**WORK ITEM**
Report back every line in the data that includes the string "remove".

**SUPPLIED DATA**
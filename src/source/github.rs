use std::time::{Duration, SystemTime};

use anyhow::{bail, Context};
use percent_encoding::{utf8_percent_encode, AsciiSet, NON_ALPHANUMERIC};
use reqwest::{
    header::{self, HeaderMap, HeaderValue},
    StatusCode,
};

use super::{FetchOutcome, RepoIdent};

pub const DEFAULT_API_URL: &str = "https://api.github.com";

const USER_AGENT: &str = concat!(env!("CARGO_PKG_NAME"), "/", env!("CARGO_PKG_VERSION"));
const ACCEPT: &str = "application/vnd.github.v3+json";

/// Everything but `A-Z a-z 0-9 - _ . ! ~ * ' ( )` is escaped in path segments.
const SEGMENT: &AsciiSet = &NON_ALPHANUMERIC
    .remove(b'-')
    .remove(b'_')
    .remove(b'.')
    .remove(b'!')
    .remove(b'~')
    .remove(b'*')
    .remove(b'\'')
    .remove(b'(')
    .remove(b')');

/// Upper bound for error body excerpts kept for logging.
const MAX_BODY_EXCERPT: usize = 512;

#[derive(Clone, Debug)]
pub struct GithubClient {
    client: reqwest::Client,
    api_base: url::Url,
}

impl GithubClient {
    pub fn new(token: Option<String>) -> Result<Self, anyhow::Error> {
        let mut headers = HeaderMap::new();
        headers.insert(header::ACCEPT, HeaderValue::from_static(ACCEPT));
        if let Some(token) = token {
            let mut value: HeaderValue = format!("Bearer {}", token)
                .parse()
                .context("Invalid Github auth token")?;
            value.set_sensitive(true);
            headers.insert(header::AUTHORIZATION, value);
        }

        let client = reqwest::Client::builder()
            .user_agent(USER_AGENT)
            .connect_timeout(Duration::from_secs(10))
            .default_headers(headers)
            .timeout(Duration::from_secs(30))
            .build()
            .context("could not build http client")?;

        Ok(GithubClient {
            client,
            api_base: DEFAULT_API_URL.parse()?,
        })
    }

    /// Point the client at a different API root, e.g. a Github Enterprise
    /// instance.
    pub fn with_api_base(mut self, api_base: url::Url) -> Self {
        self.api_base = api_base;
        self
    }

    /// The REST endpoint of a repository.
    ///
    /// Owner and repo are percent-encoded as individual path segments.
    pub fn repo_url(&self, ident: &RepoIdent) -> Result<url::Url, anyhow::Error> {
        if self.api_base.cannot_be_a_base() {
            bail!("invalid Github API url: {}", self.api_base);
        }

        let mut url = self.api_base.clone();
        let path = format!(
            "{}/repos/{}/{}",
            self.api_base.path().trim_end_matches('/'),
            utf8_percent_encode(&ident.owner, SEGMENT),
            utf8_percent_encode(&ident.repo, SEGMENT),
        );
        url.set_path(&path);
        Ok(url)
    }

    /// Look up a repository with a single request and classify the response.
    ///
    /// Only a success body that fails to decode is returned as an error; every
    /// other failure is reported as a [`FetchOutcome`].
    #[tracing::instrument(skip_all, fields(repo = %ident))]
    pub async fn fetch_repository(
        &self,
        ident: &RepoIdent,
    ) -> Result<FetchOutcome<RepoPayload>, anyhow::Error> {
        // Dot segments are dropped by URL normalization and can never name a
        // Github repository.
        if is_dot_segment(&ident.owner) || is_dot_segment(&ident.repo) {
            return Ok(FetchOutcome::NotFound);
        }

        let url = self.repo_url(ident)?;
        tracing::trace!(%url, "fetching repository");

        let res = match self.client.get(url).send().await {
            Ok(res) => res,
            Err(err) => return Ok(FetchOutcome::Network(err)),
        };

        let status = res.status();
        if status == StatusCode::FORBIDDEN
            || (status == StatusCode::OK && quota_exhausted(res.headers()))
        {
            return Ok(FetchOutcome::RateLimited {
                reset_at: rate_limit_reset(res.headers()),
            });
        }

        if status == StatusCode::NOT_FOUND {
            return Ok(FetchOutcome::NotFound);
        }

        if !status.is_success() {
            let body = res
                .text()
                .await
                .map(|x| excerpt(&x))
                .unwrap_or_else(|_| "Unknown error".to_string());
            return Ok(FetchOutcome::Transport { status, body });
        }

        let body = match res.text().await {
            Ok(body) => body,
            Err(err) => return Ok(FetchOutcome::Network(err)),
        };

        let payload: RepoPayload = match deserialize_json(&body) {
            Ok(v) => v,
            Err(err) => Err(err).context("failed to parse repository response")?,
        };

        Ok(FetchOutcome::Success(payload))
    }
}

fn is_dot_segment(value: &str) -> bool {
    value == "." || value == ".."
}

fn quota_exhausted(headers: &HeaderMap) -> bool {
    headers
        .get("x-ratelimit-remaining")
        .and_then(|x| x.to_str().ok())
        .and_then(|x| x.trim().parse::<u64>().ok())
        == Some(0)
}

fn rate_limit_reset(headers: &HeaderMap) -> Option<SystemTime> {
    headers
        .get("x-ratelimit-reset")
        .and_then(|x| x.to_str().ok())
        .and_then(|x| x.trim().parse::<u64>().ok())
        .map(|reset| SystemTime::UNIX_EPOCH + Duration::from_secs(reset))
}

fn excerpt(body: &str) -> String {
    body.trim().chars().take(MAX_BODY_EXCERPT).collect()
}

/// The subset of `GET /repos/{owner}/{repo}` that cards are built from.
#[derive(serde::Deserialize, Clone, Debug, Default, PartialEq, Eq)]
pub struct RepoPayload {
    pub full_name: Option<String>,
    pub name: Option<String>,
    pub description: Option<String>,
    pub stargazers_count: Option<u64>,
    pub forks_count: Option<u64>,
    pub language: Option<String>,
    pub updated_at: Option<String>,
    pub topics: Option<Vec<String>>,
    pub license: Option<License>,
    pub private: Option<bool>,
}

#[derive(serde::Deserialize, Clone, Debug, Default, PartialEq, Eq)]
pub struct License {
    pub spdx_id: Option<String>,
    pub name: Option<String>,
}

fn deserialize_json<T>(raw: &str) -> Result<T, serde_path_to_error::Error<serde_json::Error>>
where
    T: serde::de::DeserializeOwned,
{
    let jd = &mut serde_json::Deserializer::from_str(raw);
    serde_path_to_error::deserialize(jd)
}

==

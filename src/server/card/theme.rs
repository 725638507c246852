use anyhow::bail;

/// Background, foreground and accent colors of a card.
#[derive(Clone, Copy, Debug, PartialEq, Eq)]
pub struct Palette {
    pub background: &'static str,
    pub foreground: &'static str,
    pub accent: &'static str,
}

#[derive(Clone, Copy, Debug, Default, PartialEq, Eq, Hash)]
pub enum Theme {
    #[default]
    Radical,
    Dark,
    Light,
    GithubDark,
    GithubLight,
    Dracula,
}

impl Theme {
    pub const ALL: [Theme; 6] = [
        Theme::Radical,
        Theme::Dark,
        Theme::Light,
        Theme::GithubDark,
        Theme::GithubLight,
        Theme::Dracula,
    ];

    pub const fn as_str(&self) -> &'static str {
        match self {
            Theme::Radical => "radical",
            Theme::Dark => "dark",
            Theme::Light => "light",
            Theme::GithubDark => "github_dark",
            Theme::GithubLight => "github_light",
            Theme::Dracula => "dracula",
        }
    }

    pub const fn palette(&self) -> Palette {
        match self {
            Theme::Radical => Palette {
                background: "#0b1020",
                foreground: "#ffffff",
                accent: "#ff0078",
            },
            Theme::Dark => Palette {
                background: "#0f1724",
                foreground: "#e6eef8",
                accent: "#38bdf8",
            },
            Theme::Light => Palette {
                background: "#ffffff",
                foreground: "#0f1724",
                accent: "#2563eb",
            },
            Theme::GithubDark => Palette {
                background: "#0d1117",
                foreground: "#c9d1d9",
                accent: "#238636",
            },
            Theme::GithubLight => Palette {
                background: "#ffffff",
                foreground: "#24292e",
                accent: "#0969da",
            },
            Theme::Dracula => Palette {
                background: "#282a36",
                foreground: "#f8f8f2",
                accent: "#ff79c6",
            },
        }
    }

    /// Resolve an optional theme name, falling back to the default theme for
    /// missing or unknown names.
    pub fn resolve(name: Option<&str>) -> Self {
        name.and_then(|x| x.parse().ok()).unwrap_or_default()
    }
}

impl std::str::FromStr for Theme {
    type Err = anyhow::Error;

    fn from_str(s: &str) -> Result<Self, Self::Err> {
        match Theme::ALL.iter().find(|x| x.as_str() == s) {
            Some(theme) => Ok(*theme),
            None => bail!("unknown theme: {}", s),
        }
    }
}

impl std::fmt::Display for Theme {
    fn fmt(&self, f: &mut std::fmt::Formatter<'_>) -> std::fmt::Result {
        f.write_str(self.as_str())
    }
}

...

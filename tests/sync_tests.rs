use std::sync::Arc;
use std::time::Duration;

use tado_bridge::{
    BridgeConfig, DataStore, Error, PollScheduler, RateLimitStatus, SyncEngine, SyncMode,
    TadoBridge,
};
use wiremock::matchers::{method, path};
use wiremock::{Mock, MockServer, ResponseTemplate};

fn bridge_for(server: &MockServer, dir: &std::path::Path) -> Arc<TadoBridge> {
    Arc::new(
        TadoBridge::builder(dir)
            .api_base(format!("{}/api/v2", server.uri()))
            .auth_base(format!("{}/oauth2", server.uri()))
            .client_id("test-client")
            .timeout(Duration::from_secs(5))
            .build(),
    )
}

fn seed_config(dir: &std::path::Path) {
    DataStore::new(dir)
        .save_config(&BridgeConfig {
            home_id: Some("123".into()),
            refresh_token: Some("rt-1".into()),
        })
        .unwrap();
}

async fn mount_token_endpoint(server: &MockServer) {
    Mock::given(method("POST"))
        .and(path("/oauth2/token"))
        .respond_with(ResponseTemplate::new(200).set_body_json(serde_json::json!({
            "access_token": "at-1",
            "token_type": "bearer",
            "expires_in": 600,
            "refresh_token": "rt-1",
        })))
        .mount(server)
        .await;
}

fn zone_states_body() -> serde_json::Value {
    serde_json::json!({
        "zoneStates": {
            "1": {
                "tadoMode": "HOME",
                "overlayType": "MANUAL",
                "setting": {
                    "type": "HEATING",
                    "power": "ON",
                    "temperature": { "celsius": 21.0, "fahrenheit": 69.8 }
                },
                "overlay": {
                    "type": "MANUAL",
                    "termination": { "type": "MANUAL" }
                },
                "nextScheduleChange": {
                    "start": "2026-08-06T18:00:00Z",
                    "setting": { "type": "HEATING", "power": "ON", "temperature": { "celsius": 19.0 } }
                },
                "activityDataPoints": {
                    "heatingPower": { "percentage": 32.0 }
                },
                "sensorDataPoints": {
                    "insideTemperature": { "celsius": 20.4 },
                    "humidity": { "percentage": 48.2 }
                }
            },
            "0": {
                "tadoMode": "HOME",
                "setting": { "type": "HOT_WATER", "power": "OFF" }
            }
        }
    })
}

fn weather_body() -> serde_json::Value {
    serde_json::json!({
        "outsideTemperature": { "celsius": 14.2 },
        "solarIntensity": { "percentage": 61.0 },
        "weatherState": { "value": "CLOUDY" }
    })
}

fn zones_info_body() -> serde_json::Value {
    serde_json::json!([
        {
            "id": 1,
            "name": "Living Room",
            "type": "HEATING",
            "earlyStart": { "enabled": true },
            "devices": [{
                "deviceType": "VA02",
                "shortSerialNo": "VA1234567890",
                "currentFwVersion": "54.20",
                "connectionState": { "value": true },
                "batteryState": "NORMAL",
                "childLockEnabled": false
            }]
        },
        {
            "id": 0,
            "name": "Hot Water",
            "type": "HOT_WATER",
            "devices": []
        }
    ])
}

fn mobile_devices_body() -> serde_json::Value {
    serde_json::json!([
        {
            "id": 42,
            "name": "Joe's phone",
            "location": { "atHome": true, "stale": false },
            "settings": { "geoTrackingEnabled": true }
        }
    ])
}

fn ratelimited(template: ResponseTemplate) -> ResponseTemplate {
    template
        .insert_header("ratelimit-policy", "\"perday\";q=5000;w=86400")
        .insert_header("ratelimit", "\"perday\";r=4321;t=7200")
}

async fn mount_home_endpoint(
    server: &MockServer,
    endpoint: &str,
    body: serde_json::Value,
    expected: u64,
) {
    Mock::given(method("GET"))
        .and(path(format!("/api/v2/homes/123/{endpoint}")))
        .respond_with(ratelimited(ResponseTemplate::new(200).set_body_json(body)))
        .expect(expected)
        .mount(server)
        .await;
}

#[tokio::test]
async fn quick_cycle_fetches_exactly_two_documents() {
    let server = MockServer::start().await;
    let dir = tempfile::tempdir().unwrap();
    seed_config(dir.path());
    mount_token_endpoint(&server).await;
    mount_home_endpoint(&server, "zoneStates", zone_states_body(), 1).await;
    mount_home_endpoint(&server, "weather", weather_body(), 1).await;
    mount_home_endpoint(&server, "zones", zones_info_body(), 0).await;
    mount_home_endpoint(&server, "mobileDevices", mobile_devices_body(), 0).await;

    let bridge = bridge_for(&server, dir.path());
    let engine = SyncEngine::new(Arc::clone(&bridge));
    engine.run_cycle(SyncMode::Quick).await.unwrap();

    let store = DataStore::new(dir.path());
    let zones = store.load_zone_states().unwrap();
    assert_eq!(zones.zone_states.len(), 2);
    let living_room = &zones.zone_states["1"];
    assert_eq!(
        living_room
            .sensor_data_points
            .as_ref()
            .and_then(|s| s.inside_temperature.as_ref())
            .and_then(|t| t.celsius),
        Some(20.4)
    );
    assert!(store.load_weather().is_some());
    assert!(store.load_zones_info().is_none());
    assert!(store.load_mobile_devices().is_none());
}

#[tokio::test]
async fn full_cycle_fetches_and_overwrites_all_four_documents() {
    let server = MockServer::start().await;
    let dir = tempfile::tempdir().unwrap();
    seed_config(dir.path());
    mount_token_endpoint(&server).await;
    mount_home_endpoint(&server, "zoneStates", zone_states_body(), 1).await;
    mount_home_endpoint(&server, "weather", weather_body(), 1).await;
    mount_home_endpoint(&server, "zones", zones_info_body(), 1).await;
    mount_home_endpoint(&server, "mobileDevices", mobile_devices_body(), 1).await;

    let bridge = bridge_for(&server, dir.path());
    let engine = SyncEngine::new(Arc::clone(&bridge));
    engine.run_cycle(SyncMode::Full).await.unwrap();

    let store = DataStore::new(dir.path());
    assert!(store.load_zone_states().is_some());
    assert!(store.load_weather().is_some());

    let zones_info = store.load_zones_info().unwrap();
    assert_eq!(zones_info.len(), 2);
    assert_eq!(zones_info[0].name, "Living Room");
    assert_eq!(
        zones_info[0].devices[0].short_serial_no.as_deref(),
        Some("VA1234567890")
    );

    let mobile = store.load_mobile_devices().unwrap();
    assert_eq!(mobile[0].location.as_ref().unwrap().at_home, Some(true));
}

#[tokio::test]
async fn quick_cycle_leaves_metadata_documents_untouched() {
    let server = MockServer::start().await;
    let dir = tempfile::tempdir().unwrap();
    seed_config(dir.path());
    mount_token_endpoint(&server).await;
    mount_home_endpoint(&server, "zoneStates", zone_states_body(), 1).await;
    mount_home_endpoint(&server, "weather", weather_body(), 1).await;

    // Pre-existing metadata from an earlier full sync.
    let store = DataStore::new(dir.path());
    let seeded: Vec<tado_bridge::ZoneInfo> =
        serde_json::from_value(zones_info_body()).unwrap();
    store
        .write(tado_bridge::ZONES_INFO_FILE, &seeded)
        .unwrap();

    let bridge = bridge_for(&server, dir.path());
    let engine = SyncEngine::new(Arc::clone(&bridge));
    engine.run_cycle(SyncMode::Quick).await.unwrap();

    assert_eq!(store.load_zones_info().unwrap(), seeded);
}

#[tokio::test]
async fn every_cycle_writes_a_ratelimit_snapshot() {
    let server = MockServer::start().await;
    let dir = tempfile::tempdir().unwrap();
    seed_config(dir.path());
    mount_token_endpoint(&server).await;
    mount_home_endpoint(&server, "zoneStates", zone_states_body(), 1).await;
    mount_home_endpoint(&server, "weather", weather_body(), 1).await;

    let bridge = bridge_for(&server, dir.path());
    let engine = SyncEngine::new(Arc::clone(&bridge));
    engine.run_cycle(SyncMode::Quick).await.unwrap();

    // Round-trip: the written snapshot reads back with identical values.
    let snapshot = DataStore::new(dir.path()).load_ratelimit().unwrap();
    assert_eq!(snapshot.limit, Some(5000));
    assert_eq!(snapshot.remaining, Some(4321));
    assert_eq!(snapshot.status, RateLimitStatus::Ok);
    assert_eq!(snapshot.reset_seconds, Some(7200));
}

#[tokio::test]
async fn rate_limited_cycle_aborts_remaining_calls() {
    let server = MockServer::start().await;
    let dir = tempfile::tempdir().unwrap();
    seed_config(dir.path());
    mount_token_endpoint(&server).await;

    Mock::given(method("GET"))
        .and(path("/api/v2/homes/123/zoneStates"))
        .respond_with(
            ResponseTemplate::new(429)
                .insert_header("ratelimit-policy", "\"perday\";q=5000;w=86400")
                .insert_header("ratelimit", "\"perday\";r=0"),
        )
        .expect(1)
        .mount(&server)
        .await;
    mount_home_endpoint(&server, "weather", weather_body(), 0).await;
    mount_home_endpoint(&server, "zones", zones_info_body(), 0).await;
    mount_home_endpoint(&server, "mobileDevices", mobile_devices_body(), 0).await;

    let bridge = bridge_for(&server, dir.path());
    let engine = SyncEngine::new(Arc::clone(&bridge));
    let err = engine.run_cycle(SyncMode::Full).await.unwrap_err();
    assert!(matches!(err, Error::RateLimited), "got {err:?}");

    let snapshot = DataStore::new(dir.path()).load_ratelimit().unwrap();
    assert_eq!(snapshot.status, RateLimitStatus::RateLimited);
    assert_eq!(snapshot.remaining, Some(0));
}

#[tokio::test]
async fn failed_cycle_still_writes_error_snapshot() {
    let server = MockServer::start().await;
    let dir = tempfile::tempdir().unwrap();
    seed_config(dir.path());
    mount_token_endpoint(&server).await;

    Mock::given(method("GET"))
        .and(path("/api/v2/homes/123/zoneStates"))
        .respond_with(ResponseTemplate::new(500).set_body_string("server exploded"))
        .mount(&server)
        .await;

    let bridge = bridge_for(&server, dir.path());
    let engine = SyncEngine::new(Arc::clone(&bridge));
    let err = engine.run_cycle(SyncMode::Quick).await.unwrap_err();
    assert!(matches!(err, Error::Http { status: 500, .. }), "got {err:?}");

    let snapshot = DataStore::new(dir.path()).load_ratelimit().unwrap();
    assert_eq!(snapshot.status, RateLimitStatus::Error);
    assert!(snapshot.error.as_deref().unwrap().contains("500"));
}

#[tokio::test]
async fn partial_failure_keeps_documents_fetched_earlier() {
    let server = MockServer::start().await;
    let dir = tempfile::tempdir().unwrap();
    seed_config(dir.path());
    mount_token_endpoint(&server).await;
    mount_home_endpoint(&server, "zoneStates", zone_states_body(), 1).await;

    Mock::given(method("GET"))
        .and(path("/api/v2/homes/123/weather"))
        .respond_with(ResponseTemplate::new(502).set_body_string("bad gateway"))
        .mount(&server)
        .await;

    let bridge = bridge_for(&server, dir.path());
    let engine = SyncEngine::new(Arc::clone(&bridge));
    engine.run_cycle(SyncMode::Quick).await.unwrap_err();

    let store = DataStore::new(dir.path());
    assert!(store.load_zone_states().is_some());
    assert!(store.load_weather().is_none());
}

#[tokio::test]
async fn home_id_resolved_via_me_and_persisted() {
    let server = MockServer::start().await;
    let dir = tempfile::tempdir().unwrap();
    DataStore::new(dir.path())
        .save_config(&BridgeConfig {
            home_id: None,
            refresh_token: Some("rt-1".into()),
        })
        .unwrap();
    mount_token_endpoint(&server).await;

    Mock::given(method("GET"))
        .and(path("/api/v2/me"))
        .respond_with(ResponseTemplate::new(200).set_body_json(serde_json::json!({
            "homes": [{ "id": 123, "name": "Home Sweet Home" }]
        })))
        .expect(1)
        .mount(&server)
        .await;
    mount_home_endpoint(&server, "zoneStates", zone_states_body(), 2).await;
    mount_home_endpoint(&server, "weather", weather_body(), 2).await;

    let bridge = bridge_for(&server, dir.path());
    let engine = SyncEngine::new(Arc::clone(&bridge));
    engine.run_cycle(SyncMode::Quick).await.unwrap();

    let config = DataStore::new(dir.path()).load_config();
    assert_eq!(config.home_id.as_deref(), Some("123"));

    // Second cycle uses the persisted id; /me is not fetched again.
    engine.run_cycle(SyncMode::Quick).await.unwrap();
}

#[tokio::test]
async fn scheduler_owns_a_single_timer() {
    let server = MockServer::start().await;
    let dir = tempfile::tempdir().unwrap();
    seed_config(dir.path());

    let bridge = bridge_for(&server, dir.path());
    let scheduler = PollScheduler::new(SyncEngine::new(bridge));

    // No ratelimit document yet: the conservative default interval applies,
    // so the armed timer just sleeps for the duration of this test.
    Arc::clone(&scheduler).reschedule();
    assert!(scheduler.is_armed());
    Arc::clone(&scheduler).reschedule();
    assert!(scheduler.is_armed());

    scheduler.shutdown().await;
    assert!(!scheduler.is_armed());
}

**RESPONSE BOX**
    .remove(b'-')
    .remove(b'_')
    .remove(b'.')
    .remove(b'!')
    .remove(b'~')
    .remove(b'*')
    .remove(b'\'')
    .remove(b'(')
    .remove(b')');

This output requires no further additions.